In round 3 of the 2024 NRL season, To'o scored two tries for Penrith in their grand final rematch against Brisbane. Penrith would win the game 34-12.
On 26 May, To'o was named for New South Wales ahead of the 2024 State of Origin series.
In round 14, To'o scored a hat-trick in Penrith's 32-22 over Manly.
In game two of the 2024 State of Origin series, To'o scored two tries for New South Wales in their 38-18 victory over Queensland.
In round 23, To'o scored two tries for Penrith in their 36-34 comeback victory over Parramatta.
To'o played a total of 24 matches for Penrith in the 2024 NRL season including their 14-6 grand final victory over Melbourne.

===2025===
In May, To'o was selected for New South Wales for the 2025 State of Origin series. In game two of the series, he scored a hat-trick in New South Wales narrow 26-24 loss against Queensland.
To'o was retained for game three where New South Wales would lose 24-12 and the series 2-1.
On 23 September, it was revealed that To'o had found himself in trouble with Penrith's hierarchy after making several inappropriate comments about players partners on social media following the clubs awards night. Penrith officials reportedly addressed the matter with To’o after he became the subject of several articles, but no action was taken.
To'o played 16 games for Penrith in the 2025 NRL season as the club finished 7th on the table. He played in Penrith's narrow preliminary final loss against Brisbane.

===2026===
In May, To'o was selected by New South Wales for game one in the 2026 State of Origin series.
To'o played for New South Wales in game two of the series in which the blues suffered a heavy defeat to Queensland.
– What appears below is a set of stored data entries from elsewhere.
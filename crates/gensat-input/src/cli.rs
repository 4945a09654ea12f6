//! Command-line and environment configuration
//!
//! Load wrappers configure both utilities through environment variables; a
//! flag of the same setting takes precedence over the variable.

use crate::fetch::FetchConfig;
use crate::filter::FilterConfig;
use clap::Parser;
use gensat_common::logging::{LogConfig, LogLevel};
use std::path::PathBuf;

/// Loader input file written by both utilities
pub const ENV_OUTPUT_FILE: &str = "GENSATLOAD_INPUTFILE";
/// Entrez database searched by the Fetcher
pub const ENV_DB: &str = "GENSATTOOL_DB";
/// Maximum number of IDs requested by the Fetcher
pub const ENV_MAX_ROWS: &str = "GENSATTOOL_MAX_ROWS";
/// Query tool endpoint used by the Fetcher
pub const ENV_URL: &str = "GENSATTOOL_URL";
/// Tab-separated export read by the Filter
pub const ENV_INPUT_FILE: &str = "INPUTFILE";

/// Generate the GENSAT load input file from the GENSAT query tool
#[derive(Parser, Debug, Clone)]
#[command(name = "get-gensat-entrez")]
#[command(author, version)]
pub struct FetchArgs {
    /// Loader input file to create
    #[arg(long, env = ENV_OUTPUT_FILE)]
    pub output_file: PathBuf,

    /// Entrez database to search
    #[arg(long, env = ENV_DB)]
    pub db: String,

    /// Maximum number of IDs to retrieve
    #[arg(long, env = ENV_MAX_ROWS)]
    pub max_rows: u64,

    /// Query tool endpoint, ending in '?'
    #[arg(long, env = ENV_URL)]
    pub url: String,

    /// Verbose output
    #[arg(short, long)]
    pub verbose: bool,
}

impl FetchArgs {
    pub fn into_config(self) -> FetchConfig {
        FetchConfig {
            output_file: self.output_file,
            db: self.db,
            max_rows: self.max_rows,
            url: self.url,
        }
    }
}

/// Generate the GENSAT load input file from a tab-separated GENSAT export
#[derive(Parser, Debug, Clone)]
#[command(name = "parse-gensat-entrez")]
#[command(author, version)]
pub struct FilterArgs {
    /// Tab-separated export with EntrezGene IDs in the third column
    #[arg(long, env = ENV_INPUT_FILE)]
    pub input_file: PathBuf,

    /// Loader input file to create
    #[arg(long, env = ENV_OUTPUT_FILE)]
    pub output_file: PathBuf,

    /// Verbose output
    #[arg(short, long)]
    pub verbose: bool,
}

impl FilterArgs {
    pub fn into_config(self) -> FilterConfig {
        FilterConfig::new(self.input_file, self.output_file)
    }
}

/// Logging configuration for a binary run
///
/// `GENSAT_LOG_*` variables override the defaults, and `--verbose` wins over
/// `GENSAT_LOG_LEVEL`. An invalid variable is reported on stderr and the
/// defaults are used instead.
pub fn resolve_log_config(log_file_prefix: &str, verbose: bool) -> LogConfig {
    let defaults = LogConfig::builder()
        .level(LogLevel::Info)
        .log_file_prefix(log_file_prefix)
        .build();

    let mut config = match LogConfig::from_env_or(defaults.clone()) {
        Ok(config) => config,
        Err(e) => {
            eprintln!("Ignoring logging configuration: {}", e);
            defaults
        },
    };

    if verbose {
        config.level = LogLevel::Debug;
    }

    config
}

#[cfg(test)]
#[allow(clippy::unwrap_used, clippy::expect_used)]
mod tests {
    use super::*;
    use clap::CommandFactory;
    use gensat_common::logging::{LogOutput, ENV_LOG_LEVEL, ENV_LOG_OUTPUT};
    use serial_test::serial;

    fn clear_env() {
        for var in [
            ENV_OUTPUT_FILE,
            ENV_DB,
            ENV_MAX_ROWS,
            ENV_URL,
            ENV_INPUT_FILE,
            ENV_LOG_LEVEL,
            ENV_LOG_OUTPUT,
        ] {
            std::env::remove_var(var);
        }
    }

    #[test]
    #[serial]
    fn test_verbose_overrides_env_log_level() {
        clear_env();
        std::env::set_var(ENV_LOG_LEVEL, "error");
        std::env::set_var(ENV_LOG_OUTPUT, "both");

        let verbose = resolve_log_config("get-gensat-entrez", true);
        let quiet = resolve_log_config("get-gensat-entrez", false);
        clear_env();

        assert_eq!(verbose.level, LogLevel::Debug);
        assert_eq!(verbose.output, LogOutput::Both);
        assert_eq!(quiet.level, LogLevel::Error);
        assert_eq!(quiet.log_file_prefix, "get-gensat-entrez");
    }

    #[test]
    #[serial]
    fn test_invalid_log_env_falls_back_to_defaults() {
        clear_env();
        std::env::set_var(ENV_LOG_LEVEL, "chatty");
        std::env::set_var(ENV_LOG_OUTPUT, "file");

        let config = resolve_log_config("parse-gensat-entrez", false);
        clear_env();

        assert_eq!(config.level, LogLevel::Info);
        assert_eq!(config.output, LogOutput::Console);
        assert_eq!(config.log_file_prefix, "parse-gensat-entrez");
    }

    #[test]
    fn test_command_definitions() {
        FetchArgs::command().debug_assert();
        FilterArgs::command().debug_assert();
    }

    #[test]
    #[serial]
    fn test_fetch_args_from_env() {
        clear_env();
        std::env::set_var(ENV_OUTPUT_FILE, "/data/loads/gensat/input/gensat.input");
        std::env::set_var(ENV_DB, "gene");
        std::env::set_var(ENV_MAX_ROWS, "100000");
        std::env::set_var(
            ENV_URL,
            "https://eutils.ncbi.nlm.nih.gov/entrez/eutils/esearch.fcgi?",
        );

        let args = FetchArgs::try_parse_from(["get-gensat-entrez"]);
        clear_env();

        let config = args.unwrap().into_config();
        assert_eq!(
            config.output_file,
            PathBuf::from("/data/loads/gensat/input/gensat.input")
        );
        assert_eq!(config.db, "gene");
        assert_eq!(config.max_rows, 100000);
        assert!(config.url.ends_with("esearch.fcgi?"));
    }

    #[test]
    #[serial]
    fn test_flags_override_env() {
        clear_env();
        std::env::set_var(ENV_INPUT_FILE, "/from/env.txt");
        std::env::set_var(ENV_OUTPUT_FILE, "/from/env.input");

        let args = FilterArgs::try_parse_from(["parse-gensat-entrez", "--input-file", "export.txt"]);
        clear_env();

        let config = args.unwrap().into_config();
        assert_eq!(config.input_file, PathBuf::from("export.txt"));
        assert_eq!(config.output_file, PathBuf::from("/from/env.input"));
    }

    #[test]
    #[serial]
    fn test_missing_setting_is_usage_error() {
        clear_env();
        std::env::set_var(ENV_INPUT_FILE, "export.txt");

        let result = FilterArgs::try_parse_from(["parse-gensat-entrez"]);
        clear_env();

        let err = result.unwrap_err();
        assert_eq!(err.kind(), clap::error::ErrorKind::MissingRequiredArgument);
    }

    #[test]
    #[serial]
    fn test_max_rows_must_be_numeric() {
        clear_env();

        let result = FetchArgs::try_parse_from([
            "get-gensat-entrez",
            "--output-file",
            "gensat.input",
            "--db",
            "gene",
            "--max-rows",
            "lots",
            "--url",
            "http://localhost/esearch.fcgi?",
        ]);

        assert_eq!(
            result.unwrap_err().kind(),
            clap::error::ErrorKind::ValueValidation
        );
    }
}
Ahead of game three, To'o was controversially not selected by head coach Laurie Daley which sparked outrage on social media. New South Wales would go on to win game three 30-12 and the series 2-1. On 10 August 2026, Penrith announced that To'o would depart the club at the end of the 2027 season to take up a three-year deal with the PNG Chiefs in 2028. In round 25 of the 2026 NRL season, he scored a hat-trick in Penrith's victory over Melbourne.

== Statistics ==

| Year | Team | Games | Tries | Pts | Wins | Draws | Losses |
| 2019 | Penrith Panthers | 15 | 9 | 36 | 9 | 0 | 6 |
| 2020 | 16 | 8 | 32 | 13 | 1 | 2 |
| 2021 | 21 | 15 | 60 | 20 | 0 | 1 |
| 2022 | 18 | 13 | 52 | 15 | 0 | 3 |
| 2023 | 23 | 21 | 84 | 18 | 0 | 5 |
| 2024 | 24 | 14 | 56 | 19 | 0 | 5 |
| 2025 | 16 | 8 | 32 | 0 | 0 | 1 |
| 2026 | 10 | 6 | 24 |  |  |  |
|  | Totals | 143 | 94 | 376 | 94 | 1 | 23 |

==Honours==
Individual
- Dally M Winger of The Year: 2021, 2024

Club
- 2020 Minor Premiership Winners
- 2021 NRL Grand Final Winners
- 2022 Minor Premiership Winners
- 2022 NRL Grand Final Winner
- 2023 Minor Premiership Winners
- 2023 NRL Grand Final Winner
- 2024 NRL Grand Final Winner

Representative
- 2021 State of Origin series Winners
- 2024 State of Origin series Winners

==Personal life==
To’o proposed to Moesha Crichton-Ropati at Suncorp Stadium amid the immediate post-match celebrations by the Penrith team of their grand final victory on 3 October 2021. The couple got married in December 2022 and had their first child, a boy, in late October 2023.